As two active leaders in the company, they’ve been careful to define their roles well, and fortunately, they’ve discovered how much they think alike and complement each other. Since becoming CEO in 2010 and chairman of the board in 2016 of the 100-year-old family-owned business, Millard recognized she was stretched pretty thin. Shanahan was brought in as a board member in 2015, joined the management team as executive vice president in 2017, and served as co-CEO with Millard from 2018–2020, when she assumed the role solo, and Millard became executive chairman of the board.

“I think I’m a good lieutenant – I’m good at getting stuff done,” said Shanahan. “I’ve run three other organizations and I was chief of staff for a governor. I believe in communicating, and I believe you get your best ideas from your people – you just have to create the pathways to listen to them. And they have to believe that they’re being heard. That’s always been my anchor belief.

“Jayne and I have created a tag team whereby she can stay focused on where we’re headed, what’s happening in the industry, what are the innovative things we could be doing. She always comes back with these ideas and throws them into the sauce. And I’m sort of the person who picks them up and says, ‘Okay, let’s implement them across the organization.’

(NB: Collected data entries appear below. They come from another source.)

//! Integration tests for complete runs
//!
//! These tests drive the whole pipeline (resolve, manifest, crawl, run log)
//! against mock servers and temporary output directories.

use crate::support::{file_names, mount_body, mount_page, test_config, urls_on, urlset};
use rusqlite::Connection;
use sitemap_harvest::config::OutputFormat;
use sitemap_harvest::driver::{CrawlDecision, CrawlSelection, RunDriver};
use tempfile::TempDir;
use wiremock::matchers::{method, path};
use wiremock::{Mock, MockServer, ResponseTemplate};

#[tokio::test]
async fn test_full_run_from_sitemap() {
    let server = MockServer::start().await;
    let temp = TempDir::new().unwrap();

    let pages = urls_on(&server, &["/page1", "/page2", "/page3"]);
    mount_body(&server, "/sitemap.xml", urlset(&pages)).await;
    mount_page(&server, "/page1", "One").await;
    mount_page(&server, "/page2", "Two").await;
    mount_page(&server, "/page3", "Three").await;

    let config = test_config(temp.path());
    let driver = RunDriver::from_config(&config)
        .unwrap()
        .with_config_hash("abc123");
    let report = driver.run(&server.uri(), CrawlSelection::All).await.unwrap();

    assert_eq!(report.discovered, 3);
    assert_eq!(report.decision, CrawlDecision::All { count: 3 });
    assert_eq!(report.statistics.total, 3);
    assert_eq!(report.statistics.processed, 3);
    assert_eq!(report.statistics.failed, 0);
    assert!(report.statistics.is_accounted());

    let content_dir = temp.path().join("content");
    let names = file_names(&content_dir);
    assert_eq!(names.len(), 4);
    assert_eq!(
        names.iter().filter(|n| n.contains("_sitemap_links_")).count(),
        1
    );
    assert!(names.iter().any(|n| n.contains("_page2_")));

    let manifest = std::fs::read_to_string(report.manifest_location.unwrap()).unwrap();
    assert!(manifest.contains("Total URLs found: 3"));
    assert!(manifest.contains(&format!("3. [{}]({})", pages[2], pages[2])));

    let log = std::fs::read_to_string(&report.log_path).unwrap();
    assert!(log.starts_with(&format!("Crawl Log for {}\n", server.uri())));
    assert!(log.contains("Config hash: abc123\n"));
    assert!(log.contains("Sitemap check completed in: "));
    assert!(log.contains(&format!(
        "Found 3 URLs in sitemap: {}/sitemap.xml",
        server.uri()
    )));
    assert!(log.contains("Saved sitemap links to: "));
    assert!(log.contains("Crawling all 3 URLs...\n"));
    assert!(log.contains("--- Crawl Statistics ---\n"));
    assert!(log.contains("Successfully crawled URLs: 3\n"));
    assert!(log.contains("Failed URLs: 0\n"));
    assert!(log.contains("URLs crawled per minute: "));
    assert!(log.contains("--- Total Process Statistics ---\n"));
}

#[tokio::test]
async fn test_run_without_sitemap_crawls_base_url() {
    let server = MockServer::start().await;
    let temp = TempDir::new().unwrap();

    Mock::given(method("GET"))
        .and(path("/"))
        .respond_with(ResponseTemplate::new(200).set_body_string("<html>home</html>"))
        .expect(1)
        .mount(&server)
        .await;

    let driver = RunDriver::from_config(&test_config(temp.path())).unwrap();
    let report = driver
        .run(&format!("{}/", server.uri()), CrawlSelection::All)
        .await
        .unwrap();

    assert_eq!(report.discovered, 0);
    assert_eq!(report.decision, CrawlDecision::BaseOnly);
    assert_eq!(report.sitemap_url, format!("{}/sitemap.xml", server.uri()));
    assert!(report.manifest_location.is_none());
    assert_eq!(report.statistics.total, 1);
    assert_eq!(report.statistics.processed, 1);
    assert_eq!(report.statistics.failed, 0);

    let log = std::fs::read_to_string(&report.log_path).unwrap();
    assert!(log.contains("Crawling the base URL only."));
}

#[tokio::test]
async fn test_limit_crawls_prefix_of_discovered_urls() {
    let server = MockServer::start().await;
    let temp = TempDir::new().unwrap();

    let pages = urls_on(&server, &["/a", "/b", "/c", "/d"]);
    mount_body(&server, "/sitemap.xml", urlset(&pages)).await;
    mount_page(&server, "/a", "A").await;
    mount_page(&server, "/b", "B").await;
    Mock::given(method("GET"))
        .and(path("/c"))
        .respond_with(ResponseTemplate::new(200))
        .expect(0)
        .mount(&server)
        .await;

    let driver = RunDriver::from_config(&test_config(temp.path())).unwrap();
    let report = driver
        .run(&server.uri(), CrawlSelection::Limit(2))
        .await
        .unwrap();

    assert_eq!(
        report.decision,
        CrawlDecision::Subset {
            selected: 2,
            discovered: 4
        }
    );
    assert_eq!(report.statistics.total, 2);
    assert_eq!(report.statistics.processed, 2);

    // The manifest still lists everything discovered
    let manifest = std::fs::read_to_string(report.manifest_location.unwrap()).unwrap();
    assert!(manifest.contains("Total URLs found: 4"));
}

#[tokio::test]
async fn test_failing_page_is_retried_then_counted() {
    let server = MockServer::start().await;
    let temp = TempDir::new().unwrap();

    let pages = urls_on(&server, &["/good", "/broken"]);
    mount_body(&server, "/sitemap.xml", urlset(&pages)).await;
    mount_page(&server, "/good", "Good").await;
    Mock::given(method("GET"))
        .and(path("/broken"))
        .respond_with(ResponseTemplate::new(500))
        .expect(2)
        .mount(&server)
        .await;

    let driver = RunDriver::from_config(&test_config(temp.path())).unwrap();
    let report = driver.run(&server.uri(), CrawlSelection::All).await.unwrap();

    assert_eq!(report.statistics.processed, 1);
    assert_eq!(report.statistics.failed, 1);
    assert!(report.statistics.is_accounted());

    let log = std::fs::read_to_string(&report.log_path).unwrap();
    assert!(log.contains("Successfully crawled URLs: 1\n"));
    assert!(log.contains("Failed URLs: 1\n"));
}

#[tokio::test]
async fn test_respect_robots_skips_disallowed_urls() {
    let server = MockServer::start().await;
    let temp = TempDir::new().unwrap();

    let pages = urls_on(&server, &["/public", "/private/secret"]);
    mount_body(&server, "/sitemap.xml", urlset(&pages)).await;
    mount_body(&server, "/robots.txt", "User-agent: *\nDisallow: /private\n").await;
    mount_page(&server, "/public", "Public").await;
    Mock::given(method("GET"))
        .and(path("/private/secret"))
        .respond_with(ResponseTemplate::new(200))
        .expect(0)
        .mount(&server)
        .await;

    let mut config = test_config(temp.path());
    config.sitemap.respect_robots = true;

    let driver = RunDriver::from_config(&config).unwrap();
    let report = driver.run(&server.uri(), CrawlSelection::All).await.unwrap();

    assert_eq!(report.discovered, 2);
    assert_eq!(report.disallowed, 1);
    assert_eq!(report.statistics.total, 1);
    assert_eq!(report.statistics.processed, 1);
}

#[tokio::test]
async fn test_respect_robots_uses_group_for_browser_product_token() {
    let server = MockServer::start().await;
    let temp = TempDir::new().unwrap();

    let pages = urls_on(&server, &["/open", "/members/area"]);
    mount_body(&server, "/sitemap.xml", urlset(&pages)).await;
    mount_body(
        &server,
        "/robots.txt",
        "User-agent: Mozilla\nDisallow: /members\n\nUser-agent: *\nAllow: /\n",
    )
    .await;
    mount_page(&server, "/open", "Open").await;
    Mock::given(method("GET"))
        .and(path("/members/area"))
        .respond_with(ResponseTemplate::new(200))
        .expect(0)
        .mount(&server)
        .await;

    let mut config = test_config(temp.path());
    config.sitemap.respect_robots = true;

    let driver = RunDriver::from_config(&config).unwrap();
    let report = driver.run(&server.uri(), CrawlSelection::All).await.unwrap();

    assert_eq!(report.disallowed, 1);
    assert_eq!(report.statistics.processed, 1);
}

#[tokio::test]
async fn test_everything_disallowed_is_logged_and_nothing_fetched() {
    let server = MockServer::start().await;
    let temp = TempDir::new().unwrap();

    let pages = urls_on(&server, &["/a", "/b"]);
    mount_body(&server, "/sitemap.xml", urlset(&pages)).await;
    mount_body(&server, "/robots.txt", "User-agent: *\nDisallow: /\n").await;
    Mock::given(method("GET"))
        .and(path("/a"))
        .respond_with(ResponseTemplate::new(200))
        .expect(0)
        .mount(&server)
        .await;

    let mut config = test_config(temp.path());
    config.sitemap.respect_robots = true;

    let driver = RunDriver::from_config(&config).unwrap();
    let report = driver.run(&server.uri(), CrawlSelection::All).await.unwrap();

    assert_eq!(report.disallowed, 2);
    assert_eq!(
        report.decision,
        CrawlDecision::NothingAllowed { discovered: 2 }
    );
    assert_eq!(report.statistics.total, 0);
    assert!(report.statistics.is_accounted());

    let log = std::fs::read_to_string(&report.log_path).unwrap();
    assert!(log.contains("Skipped 2 URLs disallowed by robots.txt\n"));
    assert!(log.contains("All 2 discovered URLs are disallowed by robots.txt. Nothing to crawl.\n"));
    assert!(!log.contains("Crawling all 0 URLs"));
}

#[tokio::test]
async fn test_sqlite_output() {
    let server = MockServer::start().await;
    let temp = TempDir::new().unwrap();

    let pages = urls_on(&server, &["/one", "/two"]);
    mount_body(&server, "/sitemap.xml", urlset(&pages)).await;
    mount_page(&server, "/one", "First").await;
    mount_page(&server, "/two", "Second").await;

    let mut config = test_config(temp.path());
    config.output.format = OutputFormat::Sqlite;

    let driver = RunDriver::from_config(&config).unwrap();
    let report = driver.run(&server.uri(), CrawlSelection::All).await.unwrap();
    assert_eq!(report.statistics.processed, 2);
    assert!(report
        .manifest_location
        .unwrap()
        .ends_with("pages.db#manifests/1"));

    let conn = Connection::open(&config.output.database_path).unwrap();
    let mut titles: Vec<String> = conn
        .prepare("SELECT title FROM pages")
        .unwrap()
        .query_map([], |row| row.get(0))
        .unwrap()
        .collect::<Result<_, _>>()
        .unwrap();
    titles.sort();
    assert_eq!(titles, vec!["First", "Second"]);

    let entries: i64 = conn
        .query_row("SELECT COUNT(*) FROM manifest_entries", [], |row| row.get(0))
        .unwrap();
    assert_eq!(entries, 2);
}

#[tokio::test]
async fn test_cancelled_run_still_writes_log() {
    let server = MockServer::start().await;
    let temp = TempDir::new().unwrap();

    let pages = urls_on(&server, &["/x", "/y"]);
    mount_body(&server, "/sitemap.xml", urlset(&pages)).await;

    let cancel = tokio_util::sync::CancellationToken::new();
    cancel.cancel();

    let driver = RunDriver::from_config(&test_config(temp.path()))
        .unwrap()
        .with_cancellation(cancel);
    let report = driver.run(&server.uri(), CrawlSelection::All).await.unwrap();

    assert_eq!(report.statistics.cancelled, 2);
    assert_eq!(report.statistics.processed, 0);

    let log = std::fs::read_to_string(&report.log_path).unwrap();
    assert!(log.contains("Cancelled URLs: 2\n"));
}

“It’s worked out really well in terms of how we work together,” Shanahan continued. “We go down our pathways and do our own work, but we’re always checking in with each other.”

Millard added, “Our styles complement each other perfectly. We really approach things very differently. I stay out of Kathleen’s lane so she can get things done, or at least on most days! And the transformation that she’s affected across the organization has been nothing short of a miracle in the short time that she’s been with us. We make a great team. And we also have this odd quality of thinking the same and finishing each other’s sentences, which is an added bonus. We agree on about 95% of everything we talk about.”